Em protesto contra a decisão do Supremo Tribunal Federal (STF) que impôs prisão domiciliar a Jair Bolsonaro, aliados do ex-presidente impediram a continuidade dos trabalhos no Congresso e prometeram manter a obstrução até que três pautas sejam votadas.
Os oposicionistas exigem a votação de um projeto de anistia aos presos e condenados pelos atos golpistas de 8 de janeiro, o impeachment do ministro Alexandre de Moraes, do STF, e a proposta que extingue o foro privilegiado — o que pode levar os processos contra Bolsonaro para instâncias inferiores da Justiça.
A movimentação começou ainda pela manhã, com senadores e deputados da oposição reunidos na rampa do Congresso. O gesto foi interpretado por integrantes da base governista como mais uma tentativa de desestabilização institucional.

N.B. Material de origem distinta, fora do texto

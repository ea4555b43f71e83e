//! SQL dialect support.
//!
//! A dialect is an [`Escaper`] (string-level quoting and placeholder
//! primitives) paired with a writer that overrides the formatting hooks
//! where the dialect's syntax diverges. [`Platform`] maps the public
//! dialect tags onto those pairs.

mod mssql;
mod mysql;
mod postgres;
mod sqlite;
mod standard;

pub use mssql::{MssqlEscaper, MssqlWriter};
pub use mysql::{MysqlEscaper, MysqlWriter};
pub use postgres::{PostgresEscaper, PostgresWriter};
pub use sqlite::{SqliteEscaper, SqliteWriter};
pub use standard::{StandardEscaper, StandardWriter};

use std::fmt;
use std::str::FromStr;
use std::sync::Arc;

use crate::convert::Converter;
use crate::error::QueryBuilderError;
use crate::writer::SqlWriter;

/// String-level primitives for one dialect: identifier and literal
/// quoting, LIKE escaping, blob encoding and placeholder emission.
///
/// The escaper is the only source of quoting truth; the writer never
/// builds quoted tokens itself.
pub trait Escaper: Send + Sync {
    /// Quotes an identifier.
    fn escape_identifier(&self, name: &str) -> String;

    /// Quotes and comma-joins a list of identifiers.
    fn escape_identifier_list(&self, names: &[String]) -> String {
        names
            .iter()
            .map(|n| self.escape_identifier(n))
            .collect::<Vec<_>>()
            .join(", ")
    }

    /// Quotes a string literal for inclusion in SQL text.
    fn escape_literal(&self, value: &str) -> String {
        format!("'{}'", value.replace('\'', "''"))
    }

    /// Neutralizes LIKE/SIMILAR TO special characters. `reserved`
    /// overrides the default set of `\`, `%` and `_`.
    fn escape_like(&self, value: &str, reserved: Option<&[char]>) -> String {
        let reserved = reserved.unwrap_or(&['\\', '%', '_']);
        let mut out = String::with_capacity(value.len());
        for c in value.chars() {
            if reserved.contains(&c) {
                out.push('\\');
            }
            out.push(c);
        }
        out
    }

    /// Encodes a binary literal.
    fn escape_blob(&self, bytes: &[u8]) -> String {
        let mut hex = String::with_capacity(bytes.len() * 2);
        for byte in bytes {
            hex.push_str(&format!("{byte:02x}"));
        }
        format!("x'{hex}'")
    }

    /// Emits the placeholder token for the argument at a 0-based index.
    fn write_placeholder(&self, index: u32) -> String {
        let _ = index;
        String::from("?")
    }

    /// What a `??` token in a raw template becomes after parsing.
    /// Drivers that substitute placeholders themselves keep `??`.
    fn unescape_placeholder_char(&self) -> &str {
        "?"
    }

    /// Delimiter pairs whose interior the placeholder parser ignores.
    fn escape_sequences(&self) -> &[(&'static str, &'static str)] {
        &[("'", "'"), ("\"", "\"")]
    }
}

/// A supported database platform.
#[derive(Debug, Clone, Copy, PartialEq, Eq, Hash)]
pub enum Platform {
    /// PostgreSQL.
    Postgres,
    /// MySQL.
    Mysql,
    /// MariaDB; rendered like MySQL.
    Mariadb,
    /// SQLite.
    Sqlite,
    /// Microsoft SQL Server.
    SqlServer,
}

impl Platform {
    /// The platform tag.
    #[must_use]
    pub const fn as_str(&self) -> &'static str {
        match self {
            Self::Postgres => "postgresql",
            Self::Mysql => "mysql",
            Self::Mariadb => "mariadb",
            Self::Sqlite => "sqlite",
            Self::SqlServer => "sqlserver",
        }
    }

    /// Builds the writer/escaper pair for this platform.
    #[must_use]
    pub fn writer(&self, converter: Arc<Converter>) -> Box<dyn SqlWriter> {
        match self {
            Self::Postgres => Box::new(PostgresWriter::new(converter)),
            Self::Mysql | Self::Mariadb => Box::new(MysqlWriter::new(converter)),
            Self::Sqlite => Box::new(SqliteWriter::new(converter)),
            Self::SqlServer => Box::new(MssqlWriter::new(converter)),
        }
    }
}

impl FromStr for Platform {
    type Err = QueryBuilderError;

    fn from_str(tag: &str) -> Result<Self, Self::Err> {
        match tag {
            "postgresql" => Ok(Self::Postgres),
            "mysql" => Ok(Self::Mysql),
            "mariadb" => Ok(Self::Mariadb),
            "sqlite" => Ok(Self::Sqlite),
            "sqlserver" => Ok(Self::SqlServer),
            other => Err(QueryBuilderError::UnknownPlatform(String::from(other))),
        }
    }
}

impl fmt::Display for Platform {
    fn fmt(&self, f: &mut fmt::Formatter<'_>) -> fmt::Result {
        f.write_str(self.as_str())
    }
}

#[cfg(test)]
mod tests {
    use super::*;

    #[test]
    fn test_platform_tags_round_trip() {
        for platform in [
            Platform::Postgres,
            Platform::Mysql,
            Platform::Mariadb,
            Platform::Sqlite,
            Platform::SqlServer,
        ] {
            assert_eq!(platform.as_str().parse::<Platform>().unwrap(), platform);
        }
    }

    #[test]
    fn test_unknown_platform_errors() {
        let err = "oracle".parse::<Platform>().unwrap_err();
        assert!(matches!(err, QueryBuilderError::UnknownPlatform(t) if t == "oracle"));
    }

    #[test]
    fn test_default_like_escaping() {
        let escaper = StandardEscaper;
        assert_eq!(escaper.escape_like("50%_a", None), "50\\%\\_a");
        assert_eq!(
            escaper.escape_like("a*b", Some(&['*'])),
            "a\\*b"
        );
    }
}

Para o líder do governo no Congresso, senador Randolfe Rodrigues (PT-AP), a postura da oposição vai além da obstrução parlamentar tradicional. Ele classificou o ato como “um novo 8 de janeiro” e afirmou que os parlamentares estão “a serviço da impunidade” e atrapalham pautas de interesse da população.
Segundo ele, a paralisação afeta diretamente a votação de projetos relevantes, como a correção na tabela do Imposto de Renda.
Do outro lado, o líder da oposição no Senado, Rogério Marinho (PL-RN), admitiu que a medida é radical, mas afirmou que os pedidos refletem demandas legítimas de uma parte expressiva do Parlamento.
“São problemas simples de ser resolvidos. São projetos de lei que tramitam na casa. Nós não queremos nada que seja extraordinário, nem exorbitante. Estamos apenas exercendo nosso papel aqui como legisladores”, disse Marinho.
A pressão da oposição ocorre em meio à crescente tensão entre bolsonaristas e o STF, especialmente após novas decisões judiciais envolvendo o ex-presidente. O pedido de impeachment de Alexandre de Moraes, porém, depende também do presidente do Senado, Rodrigo Pacheco (PSD-MG), que até o momento não sinalizou disposição de levar o tema adiante.
A BBC News Brasil procurou a assessoria de imprensa do STF, mas não tinha recebido resposta até a publicação desta reportagem.
1. Quem pode apresentar um pedido de impeachment contra um ministro do STF?
Segundo a lei, qualquer cidadão — seja parlamentar ou não — pode apresentar uma denúncia contra um ministro do STF.
O pedido deve ser protocolado no Senado e, depois de registrado como Petição (PET), passa por uma análise da Advocacia do Senado.
Se considerado juridicamente admissível, o processo segue para a Comissão Diretora e, só então, pode ser levado à deliberação dos senadores. A partir daí, pode seguir o mesmo rito do impeachment presidencial.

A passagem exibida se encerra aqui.